Kyle K. Kirby

What is he best known for?

The fields of study he is best known for:

• Electrical engineering
• Mechanical engineering
• Integrated circuit

His primary areas of investigation include Optoelectronics, Substrate, Electrical conductor, Microelectronics and Integrated circuit. His work carried out in the field of Optoelectronics brings together such families of science as Layer, Terminal, Die and Electronic engineering. Kyle K. Kirby has included themes like Electrical contacts and Semiconductor in his Terminal study.

As part of one scientific family, Kyle K. Kirby deals mainly with the area of Die, narrowing it down to issues related to the Wafer, and often Lens, Image sensor, Base and Wire bonding. His Electrical conductor research focuses on Conductive materials in particular. Kyle K. Kirby interconnects Parasitic extraction, Signal and Wafer-level packaging in the investigation of issues within Integrated circuit.

His most cited work include:

• Multi-dice chip scale semiconductor components and wafer level methods of fabrication (361 citations)
• Through-wafer interconnects for photoimager and memory wafers (190 citations)
• Packaged microelectronic imagers and methods of packaging microelectronic imagers (180 citations)

What are the main themes of his work throughout his whole career to date?

His primary areas of study are Optoelectronics, Substrate, Electrical conductor, Electronic engineering and Semiconductor device. The concepts of his Optoelectronics study are interwoven with issues in Layer, Conductive materials and Die. In Substrate, Kyle K. Kirby works on issues like Image sensor, which are connected to Lens.

In his study, which falls under the umbrella issue of Electrical conductor, Electrically conductive is strongly linked to Microelectronics. As part of his studies on Electronic engineering, Kyle K. Kirby often connects relevant subjects like Mechanical engineering. Kyle K. Kirby has included themes like Structural engineering, Coating and Active surface in his Semiconductor device study.

He most often published in these fields:

• Optoelectronics (68.57%)
• Substrate (45.00%)
• Electrical conductor (35.71%)

What were the highlights of his more recent work (between 2010-2021)?

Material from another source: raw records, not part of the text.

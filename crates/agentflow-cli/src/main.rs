//! `agentflow` command-line driver: runs a single task through a fresh agent
//! and lists the built-in tools.

mod config;

use agentflow_llm::OllamaProvider;
use agentflow_orchestrator::{
    AgentManager, Collaborators, Event, EventSubscription, Task, TaskState, TaskStatus,
};
use agentflow_tools::ToolFilter;
use clap::{Parser, Subcommand};
use config::CliConfig;
use serde_json::{json, Value};
use std::path::PathBuf;
use std::sync::Arc;
use std::time::Duration;
use tracing::{info, warn};
use tracing_subscriber::EnvFilter;

const POLL_INTERVAL: Duration = Duration::from_millis(20);

#[derive(Parser)]
#[command(name = "agentflow", about = "agentflow: agent runtime with bounded task queues")]
struct Cli {
    /// Path to an optional TOML config file
    #[arg(short, long)]
    config: Option<PathBuf>,

    /// Emit logs as JSON
    #[arg(long)]
    json: bool,

    #[command(subcommand)]
    command: Commands,
}

#[derive(Subcommand)]
enum Commands {
    /// Create an agent, run one task and print its events and final status
    Demo {
        /// Conversation input, research topic or analysis data (JSON or text)
        #[arg(short, long, default_value = "Hello, agent!")]
        input: String,
        /// Task type: conversation, research or analysis
        #[arg(short, long, default_value = "conversation")]
        task_type: String,
        /// Fail the task if it runs longer than this
        #[arg(long)]
        deadline_secs: Option<u64>,
    },
    /// List the built-in tools
    Tools,
}

#[tokio::main]
async fn main() -> anyhow::Result<()> {
    dotenvy::dotenv().ok();
    let cli = Cli::parse();

    let filter = EnvFilter::try_from_default_env().unwrap_or_else(|_| EnvFilter::new("info"));
    if cli.json {
        tracing_subscriber::fmt().with_env_filter(filter).json().init();
    } else {
        tracing_subscriber::fmt().with_env_filter(filter).init();
    }

    let mut config = CliConfig::load(cli.config.as_deref()).await?;
    config.apply_env();

    match cli.command {
        Commands::Demo {
            input,
            task_type,
            deadline_secs,
        } => run_demo(&config, &input, &task_type, deadline_secs).await,
        Commands::Tools => {
            let collaborators = Collaborators::in_memory()?;
            let tools = collaborators.tools.list(&ToolFilter::default());
            println!("Built-in tools:");
            for tool in &tools {
                let meta = tool.metadata();
                println!("  {} ({}) - {}", meta.id, meta.version, meta.description);
                for param in &meta.parameters {
                    let required = if param.required { "required" } else { "optional" };
                    println!("      {} [{required}]: {}", param.name, param.description);
                }
            }
            println!("\nTotal: {} tool(s)", tools.len());
            Ok(())
        }
    }
}

fn collaborators(config: &CliConfig) -> anyhow::Result<Collaborators> {
    let collaborators = Collaborators::in_memory()?;
    match config.llm.provider.as_str() {
        "echo" | "" => {}
        "ollama" => {
            let provider = OllamaProvider::new(config.llm.ollama.clone())?;
            collaborators.llm.register(Arc::new(provider))?;
            info!(base_url = %config.llm.ollama.base_url, "Using Ollama provider");
        }
        other => anyhow::bail!("unsupported llm provider '{other}' (expected echo or ollama)"),
    }
    Ok(collaborators)
}

fn build_task(task_type: &str, input: &str, deadline_secs: Option<u64>) -> anyhow::Result<Task> {
    let (key, value) = match task_type {
        "research" => ("topics", json!([input])),
        "analysis" => (
            "data",
            serde_json::from_str::<Value>(input).unwrap_or_else(|_| json!(input)),
        ),
        _ => ("input", json!(input)),
    };
    let mut task = Task::new(task_type)
        .with_description(format!("demo {task_type} task"))
        .with_param(key, value);
    if let Some(secs) = deadline_secs {
        let out_of_range = || anyhow::anyhow!("deadline of {secs}s is out of range");
        let offset = i64::try_from(secs)
            .ok()
            .and_then(chrono::Duration::try_seconds)
            .ok_or_else(out_of_range)?;
        let deadline = chrono::Utc::now()
            .checked_add_signed(offset)
            .ok_or_else(out_of_range)?;
        task = task.with_deadline(deadline);
    }
    Ok(task)
}

async fn run_demo(
    config: &CliConfig,
    input: &str,
    task_type: &str,
    deadline_secs: Option<u64>,
) -> anyhow::Result<()> {
    let manager = AgentManager::with_config(config.runtime.clone(), collaborators(config)?)?;
    let agent = manager.create_agent(config.agent_config()).await?;
    let mut events = manager.subscribe_to_events(agent.id())?;
    info!(agent_id = %agent.id(), name = %agent.name(), "Demo agent ready");

    let task_id = manager.assign_task(agent.id(), build_task(task_type, input, deadline_secs)?)?;
    let status = wait_for_terminal(&manager, &mut events, &task_id).await?;
    for event in events.drain() {
        print_event(&event);
    }

    println!("\n{}", serde_json::to_string_pretty(&status)?);
    let agent_status = manager.get_agent_status(agent.id())?;
    println!("{}", serde_json::to_string_pretty(&agent_status)?);

    manager.shutdown().await;
    for failure in manager.memory_write_failures() {
        warn!(memory_id = %failure.memory_id, error = %failure.error, "Memory write failed");
    }

    match (status.state, status.error) {
        (TaskState::Completed, _) => Ok(()),
        (state, Some(error)) => anyhow::bail!("task {task_id} {state}: {error}"),
        (state, None) => anyhow::bail!("task {task_id} ended {state}"),
    }
}

/// Print events as they arrive until the task is terminal.
async fn wait_for_terminal(
    manager: &AgentManager,
    events: &mut EventSubscription,
    task_id: &str,
) -> anyhow::Result<TaskStatus> {
    loop {
        let status = manager.get_task_status(task_id)?;
        if status.state.is_terminal() {
            return Ok(status);
        }
        tokio::select! {
            Some(event) = events.recv() => print_event(&event),
            _ = tokio::time::sleep(POLL_INTERVAL) => {}
        }
    }
}

fn print_event(event: &Event) {
    let data = match &event.data {
        Value::Object(map) if map.is_empty() => String::new(),
        data => data.to_string(),
    };
    println!(
        "[{}] {:<20} {data}",
        event.timestamp.format("%H:%M:%S%.3f"),
        event.kind.as_str()
    );
}
use crate::tool::{ToolCategory, ToolMetadata};
use std::collections::{BTreeSet, HashMap};

/// Discovery index over registered tool metadata, keyed by category and tag.
///
/// Not synchronized on its own; [`crate::ToolManager`] owns one behind its lock
/// and keeps it in step with the tool table.
#[derive(Debug, Default)]
pub struct ToolRegistry {
    metadata: HashMap<String, ToolMetadata>,
    categories: HashMap<ToolCategory, BTreeSet<String>>,
    tags: HashMap<String, BTreeSet<String>>,
}

impl ToolRegistry {
    pub fn new() -> Self {
        Self::default()
    }

    /// Index a tool's metadata, replacing any previous entry with the same ID.
    pub fn insert(&mut self, metadata: ToolMetadata) {
        self.remove(&metadata.id);
        for category in &metadata.categories {
            self.categories
                .entry(*category)
                .or_default()
                .insert(metadata.id.clone());
        }
        for tag in &metadata.tags {
            self.tags
                .entry(tag.clone())
                .or_default()
                .insert(metadata.id.clone());
        }
        self.metadata.insert(metadata.id.clone(), metadata);
    }

    /// Drop a tool from every index. Returns the removed metadata.
    pub fn remove(&mut self, tool_id: &str) -> Option<ToolMetadata> {
        let metadata = self.metadata.remove(tool_id)?;
        for category in &metadata.categories {
            if let Some(ids) = self.categories.get_mut(category) {
                ids.remove(tool_id);
                if ids.is_empty() {
                    self.categories.remove(category);
                }
            }
        }
        for tag in &metadata.tags {
            if let Some(ids) = self.tags.get_mut(tag) {
                ids.remove(tool_id);
                if ids.is_empty() {
                    self.tags.remove(tag);
                }
            }
        }
        Some(metadata)
    }

    pub fn get(&self, tool_id: &str) -> Option<&ToolMetadata> {
        self.metadata.get(tool_id)
    }

    /// Tool IDs in a category, sorted.
    pub fn find_by_category(&self, category: ToolCategory) -> Vec<String> {
        self.categories
            .get(&category)
            .map(|ids| ids.iter().cloned().collect())
            .unwrap_or_default()
    }

    /// Tool IDs carrying a tag, sorted.
    pub fn find_by_tag(&self, tag: &str) -> Vec<String> {
        self.tags
            .get(tag)
            .map(|ids| ids.iter().cloned().collect())
            .unwrap_or_default()
    }

    pub fn categories(&self) -> Vec<ToolCategory> {
        self.categories.keys().copied().collect()
    }

    pub fn tags(&self) -> Vec<String> {
        let mut tags: Vec<String> = self.tags.keys().cloned().collect();
        tags.sort();
        tags
    }

    pub fn all_ids(&self) -> Vec<String> {
        let mut ids: Vec<String> = self.metadata.keys().cloned().collect();
        ids.sort();
        ids
    }

    pub fn len(&self) -> usize {
        self.metadata.len()
    }

    pub fn is_empty(&self) -> bool {
        self.metadata.is_empty()
    }
}

#[cfg(test)]
mod tests {
    use super::*;

    fn meta(id: &str, categories: Vec<ToolCategory>, tags: &[&str]) -> ToolMetadata {
        ToolMetadata {
            id: id.to_string(),
            name: id.to_string(),
            description: String::new(),
            version: "1.0".to_string(),
            categories,
            tags: tags.iter().map(|t| t.to_string()).collect(),
            parameters: vec![],
        }
    }

    #[test]
    fn test_index_by_category_and_tag() {
        let mut registry = ToolRegistry::new();
        registry.insert(meta("calc", vec![ToolCategory::Analysis], &["math"]));
        registry.insert(meta("web", vec![ToolCategory::Search, ToolCategory::Io], &["net"]));

        assert_eq!(registry.find_by_category(ToolCategory::Search), vec!["web"]);
        assert_eq!(registry.find_by_tag("math"), vec!["calc"]);
        assert_eq!(registry.categories().len(), 3);
        assert_eq!(registry.tags(), vec!["math", "net"]);
        assert_eq!(registry.all_ids(), vec!["calc", "web"]);
    }

    #[test]
    fn test_remove_cleans_empty_buckets() {
        let mut registry = ToolRegistry::new();
        registry.insert(meta("calc", vec![ToolCategory::Analysis], &["math"]));
        assert!(registry.remove("calc").is_some());
        assert!(registry.remove("calc").is_none());
        assert!(registry.categories().is_empty());
        assert!(registry.tags().is_empty());
        assert!(registry.is_empty());
    }

    #[test]
    fn test_reinsert_replaces_index_entries() {
        let mut registry = ToolRegistry::new();
        registry.insert(meta("calc", vec![ToolCategory::Analysis], &["math"]));
        registry.insert(meta("calc", vec![ToolCategory::System], &[]));
        assert!(registry.find_by_category(ToolCategory::Analysis).is_empty());
        assert_eq!(registry.find_by_category(ToolCategory::System), vec!["calc"]);
        assert_eq!(registry.len(), 1);
    }
}
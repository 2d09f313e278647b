use agentflow_core::{AgentflowError, AgentflowResult};
use async_trait::async_trait;
use std::collections::HashMap;

/// Trait for computing text embeddings.
#[async_trait]
pub trait EmbeddingProvider: Send + Sync {
    /// Compute embedding vector for a single text.
    async fn embed(&self, text: &str) -> AgentflowResult<Vec<f32>>;

    /// Compute embeddings for a batch of texts.
    async fn embed_batch(&self, texts: &[&str]) -> AgentflowResult<Vec<Vec<f32>>> {
        let mut results = Vec::with_capacity(texts.len());
        for text in texts {
            results.push(self.embed(text).await?);
        }
        Ok(results)
    }

    /// Dimension of the vectors produced by this provider.
    fn dimension(&self) -> usize;
}

/// Deterministic hashed bag-of-words embedding. Needs no model or network, so it
/// is the default for tests and the demo binary.
///
/// Each lowercase word of two or more characters contributes its term frequency
/// at three FNV-1a hashed positions; the result is L2-normalised.
pub struct HashEmbedding {
    dimension: usize,
}

impl HashEmbedding {
    pub fn new(dimension: usize) -> Self {
        Self {
            dimension: dimension.max(1),
        }
    }
}

impl Default for HashEmbedding {
    fn default() -> Self {
        Self::new(256)
    }
}

#[async_trait]
impl EmbeddingProvider for HashEmbedding {
    async fn embed(&self, text: &str) -> AgentflowResult<Vec<f32>> {
        if text.trim().is_empty() {
            return Err(AgentflowError::Knowledge(
                "cannot embed empty text".to_string(),
            ));
        }

        let mut vector = vec![0.0f32; self.dimension];
        let lowered = text.to_lowercase();
        let words: Vec<&str> = lowered
            .split(|c: char| !c.is_alphanumeric())
            .filter(|w| w.chars().count() > 1)
            .collect();
        if words.is_empty() {
            return Ok(vector);
        }

        let mut freq: HashMap<&str, f32> = HashMap::new();
        for word in &words {
            *freq.entry(word).or_insert(0.0) += 1.0;
        }

        let total = words.len() as f32;
        for (word, count) in &freq {
            let tf = count / total;
            let bytes = word.as_bytes();
            for (salt, weight) in [(None, 1.0f32), (Some(1u8), 0.7), (Some(2u8), 0.5)] {
                let h = match salt {
                    None => fnv1a(bytes),
                    Some(s) => fnv1a(&[bytes, &[s]].concat()),
                };
                vector[h as usize % self.dimension] += tf * weight;
            }
        }

        let norm: f32 = vector.iter().map(|x| x * x).sum::<f32>().sqrt();
        if norm > 0.0 {
            for v in &mut vector {
                *v /= norm;
            }
        }
        Ok(vector)
    }

    fn dimension(&self) -> usize {
        self.dimension
    }
}

fn fnv1a(data: &[u8]) -> u32 {
    let mut hash: u32 = 2_166_136_261;
    for &byte in data {
        hash ^= u32::from(byte);
        hash = hash.wrapping_mul(16_777_619);
    }
    hash
}

#[cfg(test)]
#[allow(clippy::unwrap_used, clippy::expect_used)]
mod tests {
    use super::*;
    use crate::vector::cosine_similarity;

    #[tokio::test]
    async fn test_dimension_and_norm() {
        let emb = HashEmbedding::new(64);
        let v = emb.embed("the quick brown fox").await.unwrap();
        assert_eq!(v.len(), 64);
        let norm: f32 = v.iter().map(|x| x * x).sum::<f32>().sqrt();
        assert!((norm - 1.0).abs() < 0.01);
    }

    #[tokio::test]
    async fn test_deterministic() {
        let emb = HashEmbedding::default();
        assert_eq!(emb.embed("agents").await.unwrap(), emb.embed("agents").await.unwrap());
    }

    #[tokio::test]
    async fn test_similar_texts_score_higher() {
        let emb = HashEmbedding::default();
        let v1 = emb.embed("rust async runtime scheduling").await.unwrap();
        let v2 = emb.embed("async runtime in rust").await.unwrap();
        let v3 = emb.embed("baking sourdough bread").await.unwrap();
        assert!(cosine_similarity(&v1, &v2) > cosine_similarity(&v1, &v3));
    }

    #[tokio::test]
    async fn test_empty_text_rejected() {
        assert!(HashEmbedding::default().embed("  ").await.is_err());
    }
}
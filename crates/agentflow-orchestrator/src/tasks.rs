use crate::types::{TaskFailure, TaskResult, TaskState, TaskStatus};
use agentflow_core::{AgentflowError, AgentflowResult};
use chrono::Utc;
use parking_lot::RwLock;
use std::collections::HashMap;
use tokio_util::sync::CancellationToken;
use tracing::debug;

struct TaskEntry {
    status: TaskStatus,
    /// Set while the task is running.
    token: Option<CancellationToken>,
}

/// Status records of every task the manager has accepted.
///
/// All state changes go through [`TaskState::can_transition_to`]; a write that
/// would break the state machine is ignored and reported as `false`. That is
/// how a worker finishing a task that was cancelled meanwhile is discarded.
#[derive(Default)]
pub struct TaskTable {
    entries: RwLock<HashMap<String, TaskEntry>>,
}

impl TaskTable {
    pub fn new() -> Self {
        Self::default()
    }

    /// Record a new pending task. Task IDs are unique per table.
    pub fn insert_pending(&self, task_id: &str, agent_id: &str) -> AgentflowResult<()> {
        let mut entries = self.entries.write();
        if entries.contains_key(task_id) {
            return Err(AgentflowError::InvalidConfig(format!(
                "duplicate task id: {task_id}"
            )));
        }
        entries.insert(
            task_id.to_string(),
            TaskEntry {
                status: TaskStatus::pending(task_id, agent_id),
                token: None,
            },
        );
        Ok(())
    }

    /// Drop a record. Used when an enqueue is rejected.
    pub fn remove(&self, task_id: &str) -> Option<TaskStatus> {
        self.entries.write().remove(task_id).map(|e| e.status)
    }

    pub fn get(&self, task_id: &str) -> Option<TaskStatus> {
        self.entries.read().get(task_id).map(|e| e.status.clone())
    }

    pub fn state(&self, task_id: &str) -> Option<TaskState> {
        self.entries.read().get(task_id).map(|e| e.status.state)
    }

    /// Tasks of one agent, oldest first.
    pub fn list_for_agent(&self, agent_id: &str) -> Vec<TaskStatus> {
        let mut tasks: Vec<TaskStatus> = self
            .entries
            .read()
            .values()
            .filter(|e| e.status.agent_id == agent_id)
            .map(|e| e.status.clone())
            .collect();
        tasks.sort_by_key(|t| t.start_time);
        tasks
    }

    pub fn len(&self) -> usize {
        self.entries.read().len()
    }

    pub fn is_empty(&self) -> bool {
        self.entries.read().is_empty()
    }

    /// `pending -> running`. Returns `false` if the task was cancelled while queued.
    pub fn mark_running(&self, task_id: &str, token: CancellationToken) -> bool {
        self.transition(task_id, TaskState::Running, |entry| {
            entry.token = Some(token);
        })
    }

    pub fn mark_completed(&self, task_id: &str, result: TaskResult) -> bool {
        self.transition(task_id, TaskState::Completed, |entry| {
            entry.status.progress = 1.0;
            entry.status.result = Some(result);
            entry.status.end_time = Some(Utc::now());
            entry.token = None;
        })
    }

    pub fn mark_failed(&self, task_id: &str, err: &AgentflowError) -> bool {
        let failure = TaskFailure::from(err);
        self.transition(task_id, TaskState::Failed, |entry| {
            entry.status.error = Some(failure);
            entry.status.end_time = Some(Utc::now());
            entry.token = None;
        })
    }

    /// Cancel a task and interrupt its execution context if it is running.
    ///
    /// `Ok(None)` when the task is already terminal; otherwise the owning
    /// agent's ID.
    pub fn cancel(&self, task_id: &str) -> AgentflowResult<Option<String>> {
        let mut entries = self.entries.write();
        let entry = entries
            .get_mut(task_id)
            .ok_or_else(|| AgentflowError::TaskNotFound(task_id.to_string()))?;
        if entry.status.state.is_terminal() {
            return Ok(None);
        }
        entry.status.state = TaskState::Cancelled;
        entry.status.end_time = Some(Utc::now());
        if let Some(token) = entry.token.take() {
            token.cancel();
        }
        Ok(Some(entry.status.agent_id.clone()))
    }

    /// Cancel every open task of an agent. Returns the cancelled IDs.
    pub fn cancel_open_for_agent(&self, agent_id: &str) -> Vec<String> {
        let mut entries = self.entries.write();
        let now = Utc::now();
        let mut cancelled = Vec::new();
        for (id, entry) in entries.iter_mut() {
            if entry.status.agent_id == agent_id && !entry.status.state.is_terminal() {
                entry.status.state = TaskState::Cancelled;
                entry.status.end_time = Some(now);
                if let Some(token) = entry.token.take() {
                    token.cancel();
                }
                cancelled.push(id.clone());
            }
        }
        cancelled
    }

    /// Update progress of a running task, clamped to `[0, 1]`.
    pub fn set_progress(&self, task_id: &str, progress: f32) {
        if let Some(entry) = self.entries.write().get_mut(task_id) {
            if entry.status.state == TaskState::Running {
                entry.status.progress = progress.clamp(0.0, 1.0);
            }
        }
    }

    fn transition(&self, task_id: &str, next: TaskState, apply: impl FnOnce(&mut TaskEntry)) -> bool {
        let mut entries = self.entries.write();
        let Some(entry) = entries.get_mut(task_id) else {
            return false;
        };
        if !entry.status.state.can_transition_to(next) {
            debug!(
                task_id = %task_id,
                from = %entry.status.state,
                to = %next,
                "Ignoring illegal task transition"
            );
            return false;
        }
        entry.status.state = next;
        apply(entry);
        true
    }
}

#[cfg(test)]
#[allow(clippy::unwrap_used, clippy::expect_used)]
mod tests {
    use super::*;
    use std::collections::HashMap;

    fn result() -> TaskResult {
        TaskResult::new(HashMap::new())
    }

    #[test]
    fn test_insert_rejects_duplicate() {
        let table = TaskTable::new();
        table.insert_pending("t1", "a1").unwrap();
        let err = table.insert_pending("t1", "a1").unwrap_err();
        assert!(matches!(err, AgentflowError::InvalidConfig(_)));
        assert_eq!(table.len(), 1);
    }

    #[test]
    fn test_happy_path() {
        let table = TaskTable::new();
        table.insert_pending("t1", "a1").unwrap();
        assert!(table.mark_running("t1", CancellationToken::new()));
        table.set_progress("t1", 0.5);
        assert_eq!(table.get("t1").unwrap().progress, 0.5);
        assert!(table.mark_completed("t1", result()));

        let status = table.get("t1").unwrap();
        assert_eq!(status.state, TaskState::Completed);
        assert_eq!(status.progress, 1.0);
        assert!(status.result.is_some());
        assert!(status.error.is_none());
        assert!(status.end_time.is_some());
    }

    #[test]
    fn test_cancelled_while_pending_is_skipped() {
        let table = TaskTable::new();
        table.insert_pending("t1", "a1").unwrap();
        assert_eq!(table.cancel("t1").unwrap().as_deref(), Some("a1"));
        assert!(!table.mark_running("t1", CancellationToken::new()));
        assert_eq!(table.state("t1"), Some(TaskState::Cancelled));
    }

    #[test]
    fn test_cancel_running_interrupts_and_blocks_resurrection() {
        let table = TaskTable::new();
        let token = CancellationToken::new();
        table.insert_pending("t1", "a1").unwrap();
        table.mark_running("t1", token.clone());

        table.cancel("t1").unwrap();
        assert!(token.is_cancelled());

        assert!(!table.mark_failed("t1", &AgentflowError::Cancelled));
        assert!(!table.mark_completed("t1", result()));
        let status = table.get("t1").unwrap();
        assert_eq!(status.state, TaskState::Cancelled);
        assert!(status.error.is_none());
    }

    #[test]
    fn test_cancel_terminal_is_noop() {
        let table = TaskTable::new();
        table.insert_pending("t1", "a1").unwrap();
        table.mark_running("t1", CancellationToken::new());
        table.mark_failed("t1", &AgentflowError::MissingParameter("input".to_string()));

        assert_eq!(table.cancel("t1").unwrap(), None);
        let status = table.get("t1").unwrap();
        assert_eq!(status.state, TaskState::Failed);
        assert_eq!(status.error.unwrap().code, "missing_parameter");
    }

    #[test]
    fn test_cancel_unknown() {
        let table = TaskTable::new();
        assert!(matches!(
            table.cancel("nope"),
            Err(AgentflowError::TaskNotFound(_))
        ));
    }

    #[test]
    fn test_cancel_open_for_agent() {
        let table = TaskTable::new();
        table.insert_pending("t1", "a1").unwrap();
        table.insert_pending("t2", "a1").unwrap();
        table.insert_pending("t3", "a2").unwrap();
        table.mark_running("t2", CancellationToken::new());
        table.mark_completed("t2", result());

        let cancelled = table.cancel_open_for_agent("a1");
        assert_eq!(cancelled, vec!["t1".to_string()]);
        assert_eq!(table.state("t3"), Some(TaskState::Pending));
        assert_eq!(table.list_for_agent("a1").len(), 2);
    }
}
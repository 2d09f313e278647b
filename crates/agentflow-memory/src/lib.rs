//! Agent memory for the agentflow runtime.
//!
//! Each agent owns one memory store, created through a [`MemoryManager`] when
//! the agent is built. Task handlers recall recent memories before asking the
//! model, and tool calls leave short-term traces through the orchestrator's
//! background writer.
//!
//! # Main types
//!
//! - [`Memory`]: A typed, timestamped record with importance and context tags.
//! - [`MemoryStore`]: Trait for storing, recalling, forgetting and consolidating memories.
//! - [`InMemoryStore`]: Capacity-bounded store backed by a [`MemoryIndex`].
//! - [`MemoryManager`]: Creates and tracks stores per [`MemoryConfig`].
//! - [`MemoryRetriever`]: Convenience queries over any store.

/// Secondary indexes by type, context and time.
pub mod index;
/// Store manager trait and in-memory implementation.
pub mod manager;
/// Convenience query helpers.
pub mod retriever;
/// Store trait and in-memory implementation.
pub mod store;
/// Memory records, queries and filters.
pub mod types;

pub use index::MemoryIndex;
pub use manager::{InMemoryMemoryManager, MemoryManager};
pub use retriever::MemoryRetriever;
pub use store::{InMemoryStore, MemoryStore, DEFAULT_CAPACITY, PROMOTION_THRESHOLD};
pub use types::{
    Memory, MemoryConfig, MemoryFilter, MemoryQuery, MemoryStats, MemoryType, TimeRange,
    DEFAULT_RECALL_LIMIT,
};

• Optoelectronics (68.57%)
• Semiconductor device (29.29%)
• Substrate (45.00%)

In recent papers he was focusing on the following fields of study:

Kyle K. Kirby mainly focuses on Optoelectronics, Semiconductor device, Substrate, Electrical conductor and Conductive materials. Kyle K. Kirby mostly deals with Semiconductor in his studies of Optoelectronics. His Semiconductor device research includes themes of Soldering, Die and Active surface.

As a part of the same scientific family, Kyle K. Kirby mostly works in the field of Substrate, focusing on Pillar and, on occasion, Thermal copper pillar bump. His Electrical conductor study integrates concerns from other disciplines, such as Dielectric and Microelectronics. Within one scientific family, Kyle K. Kirby focuses on topics pertaining to Die under Electrical engineering, and may sometimes address concerns connected to Electrical connection and Integrated circuit.

Between 2010 and 2021, his most popular works were:

• Semiconductor with through-substrate interconnect (104 citations)
• Disabling electrical connections using pass-through 3d interconnects and associated systems and methods (82 citations)
• Microelectronic devices with through-substrate interconnects and associated methods of manufacturing (39 citations)

In his most recent research, the most cited papers focused on:

• Electrical engineering
• Mechanical engineering
• Semiconductor

Kyle K. Kirby mostly deals with Optoelectronics, Substrate, Semiconductor device, Dielectric and Electronic engineering. The concepts of his Substrate study are interwoven with issues in Die and Microelectronics. His studies deal with areas such as Integrated circuit, Tungsten, Silicon and Electrical connection as well as Microelectronics.

His studies in Semiconductor device integrate themes in fields like Conductive materials and Substrate. His Dielectric research integrates issues from Electrical conductor and Composite material. His research on Electronic engineering often connects related areas such as Semiconductor.